REPUBLIKA.CO.ID, JAKARTA-- LSM Masyarakat Anti Korupsi Indonesia (MAKI) meminta kejaksaan harus bertanggung jawab atas kematian tersangka dugaan korupsi pengadaan videotron di Kementerian Koperasi dan UKM, Hasnawi Akbar.
"Setidaknya kejaksaan harus berkoordinasi dengan dokter untuk menjelaskan ke publik penyebab dari kematian tahanan," kata Koordinator LSM MAKI, Boyamin Saiman di Jakarta, Jumat.
Tersangka yang juga sebagai Pejabat Pembuat Komitmen (PPK) proyek itu, Hasnawi Bachtiar meninggal di Rumah Sakit Polri Kramatjati, Jakarta Timur, pada 18 Maret 2014. Hasnawi ditahan di Rumah Tahanan (Rutan) Kejaksaan Tinggi DKI Jakarta.
Boyamin menambahkan hal tersebut merupakan bentuk kelalaian karena biasanya seseorang yang ditahan akan dicek kondisi medisnya dan mengetahui rekam medisnya. Karena itu, guna mencegah adanya dugaan negatif dari publik atas kematian yang memegang kunci atas kasus tersebut, kata dia, kejaksaan harus menjelaskan kepada publik mengenai penyakitnya sambil berkoordinasi dengan pihak dokter.
Ia juga meminta agar Komisi Kejaksaan (Komjak) untuk turun tangan meneliti penyebab kematian tahanan tersebut. "Komjak harus turun tangan agar nantinya bisa menjelaskan ke publik," katanya.

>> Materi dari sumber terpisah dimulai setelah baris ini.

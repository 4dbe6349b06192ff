//! Bridges `validator` derive rules into [`CoreError::Validation`].

use taskboard_core::error::CoreError;
use validator::{Validate, ValidationErrors};

/// Run the derived rules on a request body.
pub fn validate_request<T: Validate>(input: &T) -> Result<(), CoreError> {
    input
        .validate()
        .map_err(|errors| CoreError::Validation(describe(&errors)))
}

/// Flatten field errors into `"field: code; field: code"`, sorted by field
/// name so the message is stable.
fn describe(errors: &ValidationErrors) -> String {
    let mut parts: Vec<String> = errors
        .field_errors()
        .into_iter()
        .map(|(field, errs)| {
            let reasons: Vec<String> = errs
                .iter()
                .map(|e| {
                    e.message
                        .as_ref()
                        .map(|m| m.to_string())
                        .unwrap_or_else(|| e.code.to_string())
                })
                .collect();
            format!("{field}: {}", reasons.join(", "))
        })
        .collect();
    parts.sort();
    parts.join("; ")
}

Dalam kasus itu, Kejagung juga menetapkan Direktur Utama PT Imaji Media, Hendra Saputra sebagai tersangka dan perkaranya sudah memasuki persidangan di Pengadilan Tindak Pidana Korupsi (Tipikor) Jakarta.
Di dalam dakwaan, disebutkan adanya berkas terpisah antara Hendra Saputra dengan pemilik Pt Imaji Media, Riefan Afrian yang tidak lain merupakan anak dari Menteri Koperasi dan UKM Syarief Hasan.
Kasus itu terjadi pada tahun 2012 di Sekretariat Kemenkop dan UKM saat pengadaan dua unit videotron yang dimenangkan oleh perusahaan tersangka dengan harga Rp23,4 miliar. Namun, dalam pelaksanaannya terdapat penyimpangan, yakni pemenang lelang sudah dikondisikan, harga terlalu tinggi nilainya, dan pekerjaan tidak dilakukan sesuai dengan kontrak.
Selain itu, kata dia, jenis barang tidak sesuai dengan kontrak dan bahkan ada sebagian pekerjaan dilakukan secara fiktif. Akibatnya, keuangan negara dirugikan sebesar Rp17,114 miliar.